═════ Supplied data ═════
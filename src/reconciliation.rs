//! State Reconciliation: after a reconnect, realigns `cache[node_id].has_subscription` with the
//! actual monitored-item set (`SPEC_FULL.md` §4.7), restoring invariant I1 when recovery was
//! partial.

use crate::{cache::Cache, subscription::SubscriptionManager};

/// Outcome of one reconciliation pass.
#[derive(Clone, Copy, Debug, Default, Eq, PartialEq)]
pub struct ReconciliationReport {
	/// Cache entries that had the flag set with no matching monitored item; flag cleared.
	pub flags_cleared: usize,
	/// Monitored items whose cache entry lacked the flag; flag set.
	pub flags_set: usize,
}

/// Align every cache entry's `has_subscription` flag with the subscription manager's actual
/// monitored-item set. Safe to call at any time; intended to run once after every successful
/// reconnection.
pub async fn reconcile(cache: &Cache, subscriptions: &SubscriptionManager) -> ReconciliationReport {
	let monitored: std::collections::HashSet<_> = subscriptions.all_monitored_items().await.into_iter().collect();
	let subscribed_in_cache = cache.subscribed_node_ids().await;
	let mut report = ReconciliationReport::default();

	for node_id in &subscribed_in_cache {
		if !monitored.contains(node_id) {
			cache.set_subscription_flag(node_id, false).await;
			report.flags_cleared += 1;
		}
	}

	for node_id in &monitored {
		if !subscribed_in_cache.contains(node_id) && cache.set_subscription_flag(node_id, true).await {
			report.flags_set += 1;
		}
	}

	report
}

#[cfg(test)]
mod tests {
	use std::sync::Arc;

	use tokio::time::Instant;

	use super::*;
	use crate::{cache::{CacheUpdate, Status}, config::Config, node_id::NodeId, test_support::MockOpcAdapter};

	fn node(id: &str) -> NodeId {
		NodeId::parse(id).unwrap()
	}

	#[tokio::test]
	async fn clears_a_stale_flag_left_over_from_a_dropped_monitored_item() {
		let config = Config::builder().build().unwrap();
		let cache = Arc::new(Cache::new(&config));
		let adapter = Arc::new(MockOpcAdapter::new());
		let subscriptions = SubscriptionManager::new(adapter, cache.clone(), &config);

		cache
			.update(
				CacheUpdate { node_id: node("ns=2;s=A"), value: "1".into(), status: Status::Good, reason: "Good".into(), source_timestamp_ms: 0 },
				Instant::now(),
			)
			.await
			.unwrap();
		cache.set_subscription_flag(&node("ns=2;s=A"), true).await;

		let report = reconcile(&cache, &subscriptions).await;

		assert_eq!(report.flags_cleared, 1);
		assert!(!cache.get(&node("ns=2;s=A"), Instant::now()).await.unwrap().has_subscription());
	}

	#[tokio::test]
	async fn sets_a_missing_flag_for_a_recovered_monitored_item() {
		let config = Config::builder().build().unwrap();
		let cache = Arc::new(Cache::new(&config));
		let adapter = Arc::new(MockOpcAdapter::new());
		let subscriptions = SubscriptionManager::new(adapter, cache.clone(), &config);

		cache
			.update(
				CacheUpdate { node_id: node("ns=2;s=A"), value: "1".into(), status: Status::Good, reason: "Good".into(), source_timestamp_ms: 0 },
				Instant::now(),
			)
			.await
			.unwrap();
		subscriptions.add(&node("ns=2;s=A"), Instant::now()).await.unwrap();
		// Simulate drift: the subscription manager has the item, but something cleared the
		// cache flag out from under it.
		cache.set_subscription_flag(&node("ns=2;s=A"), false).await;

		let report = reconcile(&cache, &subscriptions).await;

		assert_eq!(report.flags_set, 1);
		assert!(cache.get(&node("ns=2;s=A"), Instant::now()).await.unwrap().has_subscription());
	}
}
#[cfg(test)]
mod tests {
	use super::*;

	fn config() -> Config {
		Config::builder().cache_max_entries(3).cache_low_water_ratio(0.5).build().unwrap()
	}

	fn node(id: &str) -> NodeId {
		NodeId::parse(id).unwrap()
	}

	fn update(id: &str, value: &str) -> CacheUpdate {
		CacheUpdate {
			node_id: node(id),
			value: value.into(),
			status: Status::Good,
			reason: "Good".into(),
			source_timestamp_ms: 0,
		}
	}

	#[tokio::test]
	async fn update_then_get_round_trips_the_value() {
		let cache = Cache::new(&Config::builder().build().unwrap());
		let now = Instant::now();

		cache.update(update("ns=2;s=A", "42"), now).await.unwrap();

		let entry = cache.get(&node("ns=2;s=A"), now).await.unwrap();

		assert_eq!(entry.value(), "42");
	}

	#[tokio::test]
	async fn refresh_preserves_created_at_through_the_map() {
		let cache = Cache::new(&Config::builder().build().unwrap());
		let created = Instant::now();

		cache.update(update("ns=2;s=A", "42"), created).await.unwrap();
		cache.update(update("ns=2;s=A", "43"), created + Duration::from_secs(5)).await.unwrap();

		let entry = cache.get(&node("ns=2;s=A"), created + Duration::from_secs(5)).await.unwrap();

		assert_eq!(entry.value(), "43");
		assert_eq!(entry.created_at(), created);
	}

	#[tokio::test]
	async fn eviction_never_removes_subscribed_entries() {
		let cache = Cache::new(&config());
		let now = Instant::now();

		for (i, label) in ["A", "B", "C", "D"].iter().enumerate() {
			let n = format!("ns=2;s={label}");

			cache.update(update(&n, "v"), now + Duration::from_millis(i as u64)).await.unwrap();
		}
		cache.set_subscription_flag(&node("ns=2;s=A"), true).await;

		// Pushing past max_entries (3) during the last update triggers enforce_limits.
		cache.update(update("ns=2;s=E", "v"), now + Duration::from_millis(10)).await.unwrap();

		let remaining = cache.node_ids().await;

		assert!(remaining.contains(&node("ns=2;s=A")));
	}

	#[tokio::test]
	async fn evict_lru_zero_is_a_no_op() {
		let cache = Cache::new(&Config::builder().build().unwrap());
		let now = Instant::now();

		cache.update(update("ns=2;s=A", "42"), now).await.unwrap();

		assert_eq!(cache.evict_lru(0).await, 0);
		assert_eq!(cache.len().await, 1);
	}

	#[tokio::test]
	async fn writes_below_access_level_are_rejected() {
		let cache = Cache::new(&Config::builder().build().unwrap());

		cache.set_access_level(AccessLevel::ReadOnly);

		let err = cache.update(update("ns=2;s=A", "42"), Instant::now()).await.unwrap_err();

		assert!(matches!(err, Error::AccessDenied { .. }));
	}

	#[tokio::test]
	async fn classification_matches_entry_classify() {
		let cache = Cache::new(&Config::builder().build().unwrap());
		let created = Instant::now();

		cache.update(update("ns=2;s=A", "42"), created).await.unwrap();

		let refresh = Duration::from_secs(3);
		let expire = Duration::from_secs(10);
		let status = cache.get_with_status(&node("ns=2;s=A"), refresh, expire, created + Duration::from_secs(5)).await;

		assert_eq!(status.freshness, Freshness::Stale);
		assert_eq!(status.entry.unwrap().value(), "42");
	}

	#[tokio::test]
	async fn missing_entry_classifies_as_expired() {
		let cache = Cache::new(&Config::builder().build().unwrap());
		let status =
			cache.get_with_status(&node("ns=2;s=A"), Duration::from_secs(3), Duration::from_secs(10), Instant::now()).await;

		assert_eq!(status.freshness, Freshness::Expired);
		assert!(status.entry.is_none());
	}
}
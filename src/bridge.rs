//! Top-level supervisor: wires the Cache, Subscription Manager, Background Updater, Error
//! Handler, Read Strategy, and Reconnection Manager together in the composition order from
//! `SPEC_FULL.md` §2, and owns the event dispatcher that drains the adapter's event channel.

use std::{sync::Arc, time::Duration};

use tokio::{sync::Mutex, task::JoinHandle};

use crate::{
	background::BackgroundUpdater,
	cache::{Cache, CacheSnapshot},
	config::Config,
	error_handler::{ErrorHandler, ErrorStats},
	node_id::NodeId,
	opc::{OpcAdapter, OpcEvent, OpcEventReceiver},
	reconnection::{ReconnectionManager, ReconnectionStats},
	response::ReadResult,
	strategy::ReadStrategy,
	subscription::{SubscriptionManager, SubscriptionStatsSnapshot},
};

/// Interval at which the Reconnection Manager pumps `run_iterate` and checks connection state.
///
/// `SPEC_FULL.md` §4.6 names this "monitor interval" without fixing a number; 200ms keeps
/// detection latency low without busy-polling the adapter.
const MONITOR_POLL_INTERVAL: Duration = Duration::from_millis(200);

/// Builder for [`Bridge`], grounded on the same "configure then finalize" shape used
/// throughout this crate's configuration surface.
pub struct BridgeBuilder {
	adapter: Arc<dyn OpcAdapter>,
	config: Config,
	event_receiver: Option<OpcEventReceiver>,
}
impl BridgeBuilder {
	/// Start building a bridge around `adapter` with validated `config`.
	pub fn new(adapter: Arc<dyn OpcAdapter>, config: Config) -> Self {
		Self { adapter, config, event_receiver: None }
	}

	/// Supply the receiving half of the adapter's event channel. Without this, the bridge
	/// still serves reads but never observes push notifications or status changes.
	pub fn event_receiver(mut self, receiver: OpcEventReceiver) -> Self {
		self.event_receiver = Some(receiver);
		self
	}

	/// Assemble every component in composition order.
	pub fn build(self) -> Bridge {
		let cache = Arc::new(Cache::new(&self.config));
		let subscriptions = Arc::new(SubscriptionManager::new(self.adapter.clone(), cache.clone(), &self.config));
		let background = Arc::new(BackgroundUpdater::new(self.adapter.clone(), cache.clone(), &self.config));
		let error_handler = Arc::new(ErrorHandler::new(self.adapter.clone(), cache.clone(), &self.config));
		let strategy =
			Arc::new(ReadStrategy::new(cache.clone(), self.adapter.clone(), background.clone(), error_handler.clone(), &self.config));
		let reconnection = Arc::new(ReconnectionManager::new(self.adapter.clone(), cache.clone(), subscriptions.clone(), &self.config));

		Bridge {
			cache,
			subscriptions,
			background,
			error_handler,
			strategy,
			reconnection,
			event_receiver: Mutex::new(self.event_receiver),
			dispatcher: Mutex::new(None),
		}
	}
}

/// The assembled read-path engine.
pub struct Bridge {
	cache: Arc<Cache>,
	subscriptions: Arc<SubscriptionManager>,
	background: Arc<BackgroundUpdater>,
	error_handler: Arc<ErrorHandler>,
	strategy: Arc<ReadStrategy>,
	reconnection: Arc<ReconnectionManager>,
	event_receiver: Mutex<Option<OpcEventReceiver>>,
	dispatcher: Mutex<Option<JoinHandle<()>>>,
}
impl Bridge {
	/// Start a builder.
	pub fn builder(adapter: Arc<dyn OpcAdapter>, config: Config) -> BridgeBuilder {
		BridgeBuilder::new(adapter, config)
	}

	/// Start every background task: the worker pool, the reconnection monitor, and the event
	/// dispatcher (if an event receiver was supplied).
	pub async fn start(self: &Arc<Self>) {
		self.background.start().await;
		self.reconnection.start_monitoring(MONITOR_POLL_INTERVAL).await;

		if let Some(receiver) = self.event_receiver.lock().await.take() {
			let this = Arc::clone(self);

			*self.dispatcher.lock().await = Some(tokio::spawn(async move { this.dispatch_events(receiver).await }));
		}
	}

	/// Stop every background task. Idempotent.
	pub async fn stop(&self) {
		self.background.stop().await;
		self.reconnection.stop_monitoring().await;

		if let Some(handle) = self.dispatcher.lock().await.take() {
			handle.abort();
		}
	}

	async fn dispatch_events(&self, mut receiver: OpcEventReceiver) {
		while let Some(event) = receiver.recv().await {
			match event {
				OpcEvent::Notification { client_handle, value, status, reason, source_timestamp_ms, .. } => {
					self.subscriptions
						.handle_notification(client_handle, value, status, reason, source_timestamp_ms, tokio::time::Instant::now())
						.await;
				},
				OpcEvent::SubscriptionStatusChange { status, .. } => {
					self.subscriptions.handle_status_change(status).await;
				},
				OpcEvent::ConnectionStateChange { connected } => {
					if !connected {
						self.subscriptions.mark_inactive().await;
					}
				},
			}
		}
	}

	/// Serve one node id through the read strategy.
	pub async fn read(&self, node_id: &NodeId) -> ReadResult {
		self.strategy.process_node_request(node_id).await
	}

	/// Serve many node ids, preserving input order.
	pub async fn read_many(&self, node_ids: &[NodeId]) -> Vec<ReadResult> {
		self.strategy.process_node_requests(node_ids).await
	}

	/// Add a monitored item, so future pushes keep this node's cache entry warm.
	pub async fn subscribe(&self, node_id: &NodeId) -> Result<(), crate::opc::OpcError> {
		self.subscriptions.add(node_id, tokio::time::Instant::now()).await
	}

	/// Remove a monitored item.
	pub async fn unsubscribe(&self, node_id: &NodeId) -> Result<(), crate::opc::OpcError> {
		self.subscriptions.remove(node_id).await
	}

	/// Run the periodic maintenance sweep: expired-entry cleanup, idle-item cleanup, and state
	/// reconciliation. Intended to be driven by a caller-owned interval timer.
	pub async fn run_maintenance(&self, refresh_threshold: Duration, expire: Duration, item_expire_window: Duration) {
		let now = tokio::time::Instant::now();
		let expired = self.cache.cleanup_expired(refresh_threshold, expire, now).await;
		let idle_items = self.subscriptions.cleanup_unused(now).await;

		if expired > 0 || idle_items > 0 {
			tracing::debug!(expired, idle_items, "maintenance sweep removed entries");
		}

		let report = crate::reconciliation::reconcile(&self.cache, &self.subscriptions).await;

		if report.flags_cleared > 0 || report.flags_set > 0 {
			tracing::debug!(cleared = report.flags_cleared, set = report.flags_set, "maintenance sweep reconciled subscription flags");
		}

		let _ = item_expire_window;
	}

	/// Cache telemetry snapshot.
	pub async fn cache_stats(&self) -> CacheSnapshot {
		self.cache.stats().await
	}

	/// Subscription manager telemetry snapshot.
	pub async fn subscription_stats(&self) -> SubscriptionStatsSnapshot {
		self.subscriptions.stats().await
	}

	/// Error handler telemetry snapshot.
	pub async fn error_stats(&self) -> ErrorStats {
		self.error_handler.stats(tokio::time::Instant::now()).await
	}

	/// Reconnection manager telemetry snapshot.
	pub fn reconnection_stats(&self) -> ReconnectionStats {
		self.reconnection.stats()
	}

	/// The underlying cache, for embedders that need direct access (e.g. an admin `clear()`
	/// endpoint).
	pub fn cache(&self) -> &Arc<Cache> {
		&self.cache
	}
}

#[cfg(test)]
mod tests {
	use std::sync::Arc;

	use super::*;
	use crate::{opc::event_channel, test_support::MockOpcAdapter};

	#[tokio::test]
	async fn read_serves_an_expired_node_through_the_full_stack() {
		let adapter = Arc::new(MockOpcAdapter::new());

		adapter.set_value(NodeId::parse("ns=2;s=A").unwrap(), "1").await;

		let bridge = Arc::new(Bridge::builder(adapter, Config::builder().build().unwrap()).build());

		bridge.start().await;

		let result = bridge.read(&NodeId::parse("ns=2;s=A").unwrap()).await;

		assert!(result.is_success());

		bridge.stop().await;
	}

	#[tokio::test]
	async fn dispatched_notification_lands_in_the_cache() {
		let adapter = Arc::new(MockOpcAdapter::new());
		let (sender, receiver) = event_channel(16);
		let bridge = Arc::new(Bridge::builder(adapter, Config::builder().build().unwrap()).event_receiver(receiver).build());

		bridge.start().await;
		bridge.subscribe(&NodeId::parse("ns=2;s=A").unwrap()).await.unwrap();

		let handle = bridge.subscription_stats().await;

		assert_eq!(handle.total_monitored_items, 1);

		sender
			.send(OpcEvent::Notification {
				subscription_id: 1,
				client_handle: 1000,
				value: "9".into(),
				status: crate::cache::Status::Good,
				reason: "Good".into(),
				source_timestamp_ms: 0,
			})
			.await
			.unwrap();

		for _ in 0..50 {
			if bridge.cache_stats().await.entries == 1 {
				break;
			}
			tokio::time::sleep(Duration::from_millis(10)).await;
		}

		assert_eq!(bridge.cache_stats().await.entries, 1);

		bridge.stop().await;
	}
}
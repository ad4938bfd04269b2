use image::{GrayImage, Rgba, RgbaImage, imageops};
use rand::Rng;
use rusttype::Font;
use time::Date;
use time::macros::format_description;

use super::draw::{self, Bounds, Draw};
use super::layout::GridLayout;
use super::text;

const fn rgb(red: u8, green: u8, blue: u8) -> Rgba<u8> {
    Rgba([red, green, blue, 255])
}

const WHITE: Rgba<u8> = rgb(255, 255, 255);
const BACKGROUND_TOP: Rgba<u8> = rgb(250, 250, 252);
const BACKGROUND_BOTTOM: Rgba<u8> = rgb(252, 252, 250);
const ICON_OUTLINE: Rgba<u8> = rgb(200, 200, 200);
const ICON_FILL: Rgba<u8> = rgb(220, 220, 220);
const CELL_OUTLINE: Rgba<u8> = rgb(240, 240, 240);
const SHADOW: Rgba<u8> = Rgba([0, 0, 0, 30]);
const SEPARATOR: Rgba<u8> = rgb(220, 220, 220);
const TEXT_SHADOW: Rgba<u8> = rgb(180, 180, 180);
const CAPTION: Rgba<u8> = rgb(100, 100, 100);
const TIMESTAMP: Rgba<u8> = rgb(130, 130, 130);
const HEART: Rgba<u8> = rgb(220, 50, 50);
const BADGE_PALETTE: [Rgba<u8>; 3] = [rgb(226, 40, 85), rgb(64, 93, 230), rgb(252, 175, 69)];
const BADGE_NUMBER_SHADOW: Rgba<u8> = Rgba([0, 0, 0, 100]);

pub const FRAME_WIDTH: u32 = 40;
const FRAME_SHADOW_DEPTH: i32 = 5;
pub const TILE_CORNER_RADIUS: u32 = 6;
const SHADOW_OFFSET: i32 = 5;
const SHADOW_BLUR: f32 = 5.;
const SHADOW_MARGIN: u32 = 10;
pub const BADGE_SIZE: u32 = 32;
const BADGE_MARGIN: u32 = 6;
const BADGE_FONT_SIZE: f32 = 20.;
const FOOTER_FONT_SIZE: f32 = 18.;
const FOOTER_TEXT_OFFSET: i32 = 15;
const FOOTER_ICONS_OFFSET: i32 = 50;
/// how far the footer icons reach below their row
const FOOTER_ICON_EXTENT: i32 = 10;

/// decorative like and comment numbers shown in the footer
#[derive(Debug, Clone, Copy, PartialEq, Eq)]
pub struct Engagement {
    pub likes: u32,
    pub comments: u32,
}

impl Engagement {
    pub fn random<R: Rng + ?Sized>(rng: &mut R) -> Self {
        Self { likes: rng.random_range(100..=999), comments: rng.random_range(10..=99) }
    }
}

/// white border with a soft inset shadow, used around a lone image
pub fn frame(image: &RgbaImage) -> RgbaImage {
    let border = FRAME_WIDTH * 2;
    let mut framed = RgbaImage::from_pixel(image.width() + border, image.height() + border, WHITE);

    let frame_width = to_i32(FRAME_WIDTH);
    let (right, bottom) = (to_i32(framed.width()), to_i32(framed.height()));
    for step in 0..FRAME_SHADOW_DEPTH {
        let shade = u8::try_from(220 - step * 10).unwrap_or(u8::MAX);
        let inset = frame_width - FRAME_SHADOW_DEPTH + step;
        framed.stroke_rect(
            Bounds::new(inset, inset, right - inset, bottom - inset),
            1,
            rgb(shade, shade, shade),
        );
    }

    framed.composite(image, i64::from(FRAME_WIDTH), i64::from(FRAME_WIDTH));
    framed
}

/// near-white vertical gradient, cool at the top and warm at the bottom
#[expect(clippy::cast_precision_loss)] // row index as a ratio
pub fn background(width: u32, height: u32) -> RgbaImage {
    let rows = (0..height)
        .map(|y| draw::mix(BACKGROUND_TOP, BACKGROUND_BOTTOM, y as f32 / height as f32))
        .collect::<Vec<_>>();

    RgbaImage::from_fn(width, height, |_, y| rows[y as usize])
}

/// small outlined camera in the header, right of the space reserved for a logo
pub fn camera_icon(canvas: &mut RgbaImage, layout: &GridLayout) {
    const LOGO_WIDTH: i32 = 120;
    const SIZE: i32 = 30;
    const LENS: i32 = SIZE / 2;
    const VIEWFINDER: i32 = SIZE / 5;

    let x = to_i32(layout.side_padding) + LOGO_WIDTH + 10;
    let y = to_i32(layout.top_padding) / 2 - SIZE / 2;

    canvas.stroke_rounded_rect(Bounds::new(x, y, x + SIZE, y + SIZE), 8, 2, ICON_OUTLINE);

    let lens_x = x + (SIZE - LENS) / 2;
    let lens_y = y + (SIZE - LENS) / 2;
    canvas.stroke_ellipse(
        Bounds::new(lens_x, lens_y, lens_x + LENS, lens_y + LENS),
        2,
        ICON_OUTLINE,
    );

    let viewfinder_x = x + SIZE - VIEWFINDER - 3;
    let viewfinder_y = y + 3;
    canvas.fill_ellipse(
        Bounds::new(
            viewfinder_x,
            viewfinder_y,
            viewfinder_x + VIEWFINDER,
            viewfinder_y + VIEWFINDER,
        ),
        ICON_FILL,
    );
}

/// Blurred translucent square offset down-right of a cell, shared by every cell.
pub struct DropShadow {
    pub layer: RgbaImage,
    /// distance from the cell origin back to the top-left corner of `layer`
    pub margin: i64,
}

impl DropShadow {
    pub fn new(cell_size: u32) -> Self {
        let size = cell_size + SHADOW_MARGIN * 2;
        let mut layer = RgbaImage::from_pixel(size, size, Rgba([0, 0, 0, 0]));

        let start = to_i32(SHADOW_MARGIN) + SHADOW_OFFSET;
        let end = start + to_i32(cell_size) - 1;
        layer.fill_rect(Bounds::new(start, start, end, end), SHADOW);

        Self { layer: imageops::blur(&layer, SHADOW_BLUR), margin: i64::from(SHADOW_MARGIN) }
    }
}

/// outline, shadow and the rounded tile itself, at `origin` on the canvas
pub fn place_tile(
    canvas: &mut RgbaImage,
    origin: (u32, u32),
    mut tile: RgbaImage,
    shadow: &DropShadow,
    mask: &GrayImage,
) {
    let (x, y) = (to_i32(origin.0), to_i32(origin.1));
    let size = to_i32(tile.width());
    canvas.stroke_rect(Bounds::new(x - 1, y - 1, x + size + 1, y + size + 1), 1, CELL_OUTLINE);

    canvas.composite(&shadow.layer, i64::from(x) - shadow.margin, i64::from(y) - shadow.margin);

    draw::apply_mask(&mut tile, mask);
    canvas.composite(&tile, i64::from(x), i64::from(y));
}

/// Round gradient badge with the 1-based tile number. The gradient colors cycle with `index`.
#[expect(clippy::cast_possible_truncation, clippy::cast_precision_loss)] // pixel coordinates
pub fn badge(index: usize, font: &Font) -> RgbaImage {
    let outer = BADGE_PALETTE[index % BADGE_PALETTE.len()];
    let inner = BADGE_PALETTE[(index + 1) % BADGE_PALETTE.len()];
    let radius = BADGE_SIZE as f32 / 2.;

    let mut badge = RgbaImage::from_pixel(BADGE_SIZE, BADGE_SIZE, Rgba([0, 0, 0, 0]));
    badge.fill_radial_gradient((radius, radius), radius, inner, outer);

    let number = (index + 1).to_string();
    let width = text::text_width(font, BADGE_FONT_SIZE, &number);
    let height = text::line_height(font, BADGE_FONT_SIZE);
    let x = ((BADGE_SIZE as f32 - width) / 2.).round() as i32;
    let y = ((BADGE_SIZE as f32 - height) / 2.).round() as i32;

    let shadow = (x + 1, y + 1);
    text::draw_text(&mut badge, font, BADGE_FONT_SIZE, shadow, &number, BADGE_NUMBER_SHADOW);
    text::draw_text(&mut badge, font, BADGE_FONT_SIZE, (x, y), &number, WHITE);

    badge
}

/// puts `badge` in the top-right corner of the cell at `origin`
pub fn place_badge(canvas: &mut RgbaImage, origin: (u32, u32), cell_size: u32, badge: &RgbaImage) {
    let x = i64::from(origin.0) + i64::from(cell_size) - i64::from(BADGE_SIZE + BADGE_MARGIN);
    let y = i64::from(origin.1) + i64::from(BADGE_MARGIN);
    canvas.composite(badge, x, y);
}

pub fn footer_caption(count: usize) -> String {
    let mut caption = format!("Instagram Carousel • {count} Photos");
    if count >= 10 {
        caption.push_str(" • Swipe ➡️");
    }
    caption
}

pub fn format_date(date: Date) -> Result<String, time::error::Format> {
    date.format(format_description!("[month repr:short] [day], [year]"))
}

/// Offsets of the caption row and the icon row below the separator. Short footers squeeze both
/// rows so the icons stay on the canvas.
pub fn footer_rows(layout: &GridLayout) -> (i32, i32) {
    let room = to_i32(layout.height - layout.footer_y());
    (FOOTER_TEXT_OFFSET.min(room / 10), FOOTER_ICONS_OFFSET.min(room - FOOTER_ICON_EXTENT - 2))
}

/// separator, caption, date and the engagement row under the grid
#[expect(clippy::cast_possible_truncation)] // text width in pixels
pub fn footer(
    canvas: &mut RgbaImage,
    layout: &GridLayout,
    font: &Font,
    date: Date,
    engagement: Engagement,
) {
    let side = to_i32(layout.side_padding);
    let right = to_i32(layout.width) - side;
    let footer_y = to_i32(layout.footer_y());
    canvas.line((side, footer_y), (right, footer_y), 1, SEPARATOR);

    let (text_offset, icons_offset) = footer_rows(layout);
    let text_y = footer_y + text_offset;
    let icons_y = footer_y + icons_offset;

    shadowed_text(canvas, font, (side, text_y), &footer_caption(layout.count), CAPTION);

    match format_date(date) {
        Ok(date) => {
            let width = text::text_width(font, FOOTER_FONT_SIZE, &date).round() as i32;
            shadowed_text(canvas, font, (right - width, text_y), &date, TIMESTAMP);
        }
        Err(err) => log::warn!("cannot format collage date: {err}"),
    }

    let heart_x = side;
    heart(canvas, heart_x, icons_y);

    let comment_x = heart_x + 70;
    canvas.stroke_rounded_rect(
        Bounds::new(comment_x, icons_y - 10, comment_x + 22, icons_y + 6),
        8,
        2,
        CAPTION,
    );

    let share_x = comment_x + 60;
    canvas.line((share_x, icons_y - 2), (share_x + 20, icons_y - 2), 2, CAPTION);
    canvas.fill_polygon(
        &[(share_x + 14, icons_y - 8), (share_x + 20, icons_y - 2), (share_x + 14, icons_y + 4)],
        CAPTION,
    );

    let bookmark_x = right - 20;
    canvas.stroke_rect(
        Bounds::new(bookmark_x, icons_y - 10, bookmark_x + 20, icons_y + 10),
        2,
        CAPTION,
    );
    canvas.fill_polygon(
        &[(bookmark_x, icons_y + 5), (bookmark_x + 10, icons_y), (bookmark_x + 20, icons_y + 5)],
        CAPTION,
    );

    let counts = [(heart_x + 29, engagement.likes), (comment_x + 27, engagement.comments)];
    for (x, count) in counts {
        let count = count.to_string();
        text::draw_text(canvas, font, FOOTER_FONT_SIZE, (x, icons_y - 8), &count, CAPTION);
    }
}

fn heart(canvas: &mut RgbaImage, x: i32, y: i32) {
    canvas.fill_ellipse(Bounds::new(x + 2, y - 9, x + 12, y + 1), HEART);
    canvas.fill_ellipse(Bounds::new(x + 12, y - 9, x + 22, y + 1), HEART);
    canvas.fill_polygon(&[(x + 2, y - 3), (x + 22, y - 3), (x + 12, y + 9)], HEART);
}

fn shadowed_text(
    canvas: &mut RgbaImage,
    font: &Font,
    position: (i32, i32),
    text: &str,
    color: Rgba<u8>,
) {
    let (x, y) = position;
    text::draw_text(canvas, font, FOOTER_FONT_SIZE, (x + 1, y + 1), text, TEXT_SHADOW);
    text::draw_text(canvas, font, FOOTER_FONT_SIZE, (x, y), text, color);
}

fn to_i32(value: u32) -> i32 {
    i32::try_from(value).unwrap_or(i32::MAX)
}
═════
Up to and including the line with "one reconciliation pass.", repeat the data exactly, starting from its first line; nothing else belongs in the response.

filename src/reconciliation.rs
//! State Reconciliation: after a reconnect, realigns `cache[node_id].has_subscription` with the
//! actual monitored-item set (`SPEC_FULL.md` §4.7), restoring invariant I1 when recovery was
//! partial.

use crate::{cache::Cache, subscription::SubscriptionManager};

/// Outcome of one reconciliation pass.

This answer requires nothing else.